Math time. Lowest temp: 32 degrees, Highest temp: 128 degrees. 128-32=96. 96/2=48. 32+48=80. So it stands to reason, even though I haven't measured, that the mean temperature of the dirt is 80 degrees. I have measured the temperature of our well water, which comes from a depth of 547 feet. It's 92 degrees.
Quick stats on the UC Mega-Complex:
- Roof: 12" thick concrete, 6" styrofoam insulation, 3' dirt.
- Back Walls: 12" thick concrete, 3" styrofoam insulation, dirt-bermed.
- Front Walls: 12" thick concrete, inside 3-5/8" steel studs/fiberglass insulation, outside 6" steel studs/fiberglass insulation under Densglass/1-1/2" stryrofoam insulation/stucco.
- Floor: 5" thick concrete poured over 1-1/2" styrofoam insulation.
In 5 years of living underground, we've never used the heat. 74 degrees is as low as I've seen the inside temp go. In the summer we use air-conditioning, of course, because the flywheel slowly creeps up from the mean temp of 80 without it.

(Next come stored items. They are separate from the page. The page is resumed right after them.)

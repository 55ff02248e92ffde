//! # Stylist API
//!
//! Thin HTTP layer over `Orchestrator::handle_turn`, thread memory, and
//! the wardrobe store.

use axum::{
    body::Body,
    extract::{Path, State},
    http::{header, Response, StatusCode},
    response::{
        sse::{Event, KeepAlive, Sse},
        IntoResponse, Json,
    },
    routing::{get, post},
    Router,
};
use futures::stream::{self, Stream};
use serde::{Deserialize, Serialize};
use std::{convert::Infallible, sync::Arc};
use utoipa::{OpenApi, ToSchema};

use stylist_core::orchestrator::{StylistRuntime, TurnOutcome};
use stylist_core::state::{ConversationThread, Diagnostic, Outfit, WeatherData};

pub type SharedState = Arc<StylistRuntime>;

/// Seconds between SSE heartbeats when no turn events arrive
const HEARTBEAT_SECS: u64 = 15;

// === API Types ===

#[derive(Debug, Deserialize, ToSchema)]
pub struct ChatRequest {
    /// Omit to start a new thread
    thread_id: Option<String>,
    message: String,
    /// Overrides any location found in the message
    location: Option<String>,
    /// Overrides any occasion found in the message
    context: Option<String>,
}

#[derive(Debug, Serialize, ToSchema)]
pub struct ChatResponse {
    success: bool,
    thread_id: String,
    reply: String,
    routing_action: String,
    #[schema(value_type = Option<Object>)]
    weather_data: Option<WeatherData>,
    #[schema(value_type = Option<Object>)]
    final_outfit: Option<Outfit>,
    #[schema(value_type = Vec<Object>)]
    diagnostics: Vec<Diagnostic>,
    elapsed_ms: u64,
}

impl From<TurnOutcome> for ChatResponse {
    fn from(outcome: TurnOutcome) -> Self {
        Self {
            success: outcome.success,
            thread_id: outcome.thread_id,
            reply: outcome.reply,
            routing_action: outcome.routing_action.to_string(),
            weather_data: outcome.weather_data,
            final_outfit: outcome.final_outfit,
            diagnostics: outcome.diagnostics,
            elapsed_ms: outcome.elapsed_ms,
        }
    }
}

#[derive(Debug, Serialize, ToSchema)]
pub struct ApiResponse {
    success: bool,
    message: String,
}

impl ApiResponse {
    fn error(status: StatusCode, message: impl Into<String>) -> (StatusCode, Json<ApiResponse>) {
        (
            status,
            Json(ApiResponse {
                success: false,
                message: message.into(),
            }),
        )
    }
}

type ApiError = (StatusCode, Json<ApiResponse>);

// === OpenAPI Definition ===

#[derive(OpenApi)]
#[openapi(
    info(
        title = "Stylist API",
        version = "1.0.0",
        description = "Weather-aware outfit recommendations over a conversational thread"
    ),
    paths(
        health,
        chat,
        recommend,
        get_thread,
        delete_thread,
        get_config,
        wardrobe_stats
    ),
    components(schemas(ChatRequest, ChatResponse, ApiResponse)),
    tags(
        (name = "turns", description = "Conversation turns"),
        (name = "threads", description = "Conversation memory"),
        (name = "config", description = "Runtime configuration"),
        (name = "wardrobe", description = "Wardrobe store")
    )
)]
struct ApiDoc;

pub fn router(state: SharedState) -> Router {
    let thread_routes = Router::new().route("/:id", get(get_thread).delete(delete_thread));

    Router::new()
        .route("/health", get(health))
        .route("/api/v1/chat", post(chat))
        .route("/api/v1/recommend", post(recommend))
        .nest("/api/v1/threads", thread_routes)
        .route("/api/v1/config", get(get_config))
        .route("/api/v1/wardrobe/stats", get(wardrobe_stats))
        .route("/api/v1/events", get(events))
        .route("/api/v1/openapi.json", get(serve_openapi))
        .with_state(state)
}

// === Handlers ===

/// Liveness check
#[utoipa::path(
    get,
    path = "/health",
    responses((status = 200, description = "Server is up", body = ApiResponse))
)]
async fn health() -> Json<ApiResponse> {
    Json(ApiResponse {
        success: true,
        message: "ok".to_string(),
    })
}

/// Handle one message on a thread
#[utoipa::path(
    post,
    path = "/api/v1/chat",
    tag = "turns",
    request_body = ChatRequest,
    responses(
        (
            status = 200,
            description = "Turn outcome; `success` is false when the turn failed",
            body = ChatResponse
        ),
        (status = 400, description = "Empty message", body = ApiResponse)
    )
)]
async fn chat(
    State(state): State<SharedState>,
    Json(req): Json<ChatRequest>,
) -> Result<Json<ChatResponse>, ApiError> {
    let thread_id = req
        .thread_id
        .clone()
        .filter(|id| !id.trim().is_empty())
        .unwrap_or_else(new_thread_id);
    run_turn(&state, &thread_id, req).await
}

/// One-shot recommendation on a fresh thread
#[utoipa::path(
    post,
    path = "/api/v1/recommend",
    tag = "turns",
    request_body = ChatRequest,
    responses(
        (status = 200, description = "Turn outcome", body = ChatResponse),
        (status = 400, description = "Empty message", body = ApiResponse)
    )
)]
async fn recommend(
    State(state): State<SharedState>,
    Json(req): Json<ChatRequest>,
) -> Result<Json<ChatResponse>, ApiError> {
    run_turn(&state, &new_thread_id(), req).await
}

async fn run_turn(
    state: &StylistRuntime,
    thread_id: &str,
    req: ChatRequest,
) -> Result<Json<ChatResponse>, ApiError> {
    if req.message.trim().is_empty() {
        return Err(ApiResponse::error(StatusCode::BAD_REQUEST, "message must not be empty"));
    }

    let outcome = state
        .orchestrator
        .handle_turn(
            thread_id,
            &req.message,
            req.location.as_deref(),
            req.context.as_deref(),
        )
        .await;
    Ok(Json(outcome.into()))
}

fn new_thread_id() -> String {
    uuid::Uuid::new_v4().to_string()
}

/// Conversation history for a thread
#[utoipa::path(
    get,
    path = "/api/v1/threads/{id}",
    tag = "threads",
    params(("id" = String, Path, description = "Thread id")),
    responses(
        (status = 200, description = "Thread history", body = Object),
        (status = 404, description = "Unknown thread", body = ApiResponse)
    )
)]
async fn get_thread(
    State(state): State<SharedState>,
    Path(id): Path<String>,
) -> Result<Json<ConversationThread>, ApiError> {
    match state.orchestrator.threads().history(&id).await {
        Ok(Some(thread)) => Ok(Json(thread)),
        Ok(None) => Err(ApiResponse::error(
            StatusCode::NOT_FOUND,
            format!("thread {} not found", id),
        )),
        Err(e) => {
            tracing::error!(error = %e, thread_id = %id, "Thread lookup failed");
            Err(ApiResponse::error(
                StatusCode::INTERNAL_SERVER_ERROR,
                "conversation memory is unavailable",
            ))
        }
    }
}

/// Forget a thread
#[utoipa::path(
    delete,
    path = "/api/v1/threads/{id}",
    tag = "threads",
    params(("id" = String, Path, description = "Thread id")),
    responses(
        (status = 200, description = "Thread removed", body = ApiResponse),
        (status = 404, description = "Unknown thread", body = ApiResponse)
    )
)]
async fn delete_thread(
    State(state): State<SharedState>,
    Path(id): Path<String>,
) -> Result<Json<ApiResponse>, ApiError> {
    match state.orchestrator.threads().clear(&id).await {
        Ok(true) => Ok(Json(ApiResponse {
            success: true,
            message: format!("Thread {} deleted", id),
        })),
        Ok(false) => Err(ApiResponse::error(
            StatusCode::NOT_FOUND,
            format!("thread {} not found", id),
        )),
        Err(e) => {
            tracing::error!(error = %e, thread_id = %id, "Thread delete failed");
            Err(ApiResponse::error(
                StatusCode::INTERNAL_SERVER_ERROR,
                "conversation memory is unavailable",
            ))
        }
    }
}

/// Effective settings with secrets reported as set / unset
#[utoipa::path(
    get,
    path = "/api/v1/config",
    tag = "config",
    responses((status = 200, description = "Redacted configuration", body = Object))
)]
async fn get_config(State(state): State<SharedState>) -> Json<serde_json::Value> {
    Json(state.config.redacted())
}

/// Item counts per category, color, and material
#[utoipa::path(
    get,
    path = "/api/v1/wardrobe/stats",
    tag = "wardrobe",
    responses(
        (status = 200, description = "Wardrobe statistics", body = Object),
        (status = 500, description = "Store unavailable", body = ApiResponse)
    )
)]
async fn wardrobe_stats(
    State(state): State<SharedState>,
) -> Result<Json<serde_json::Value>, ApiError> {
    let stats = state.wardrobe.stats().map_err(|e| {
        tracing::error!(error = %e, "Wardrobe stats failed");
        ApiResponse::error(StatusCode::INTERNAL_SERVER_ERROR, "wardrobe store is unavailable")
    })?;
    Ok(Json(serde_json::to_value(stats).unwrap_or_default()))
}

/// SSE stream of turn events with heartbeat
async fn events(
    State(state): State<SharedState>,
) -> Sse<impl Stream<Item = Result<Event, Infallible>>> {
    let rx = state.subscribe();

    let stream = stream::unfold(rx, |mut rx| async move {
        loop {
            let next = tokio::time::timeout(
                std::time::Duration::from_secs(HEARTBEAT_SECS),
                rx.recv(),
            )
            .await;

            match next {
                Ok(Ok(event)) => {
                    let json = serde_json::to_string(&event).unwrap_or_default();
                    return Some((Ok(Event::default().event("turn").data(json)), rx));
                }
                Ok(Err(tokio::sync::broadcast::error::RecvError::Lagged(skipped))) => {
                    tracing::warn!(skipped, "SSE subscriber lagged");
                    continue;
                }
                Ok(Err(tokio::sync::broadcast::error::RecvError::Closed)) => return None,
                Err(_) => return Some((Ok(Event::default().comment("heartbeat")), rx)),
            }
        }
    });

    Sse::new(stream).keep_alive(KeepAlive::default())
}

async fn serve_openapi() -> impl IntoResponse {
    let spec = ApiDoc::openapi().to_json().unwrap_or_default();
    Response::builder()
        .header(header::CONTENT_TYPE, "application/json")
        .body(Body::from(spec))
        .unwrap_or_default()
}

Two things affect comfort in a home, air temp and structure temp. If the air temp is just right but the walls are cold, you will feel cold. If the air temp is just right but the walls are hot, you feel hot. So most people crank the A/C one way or another to feel comfortable. Here, we keep the A/C set to 78 degrees in the hot months. Trying to chase the perfect air temp is futile in an underground home. I can open the windows at night and drop the air temperature a few degrees, but the second I close the windows the temperature goes back to what it was. The flywheel just won't budge easily.
Posted by Dave.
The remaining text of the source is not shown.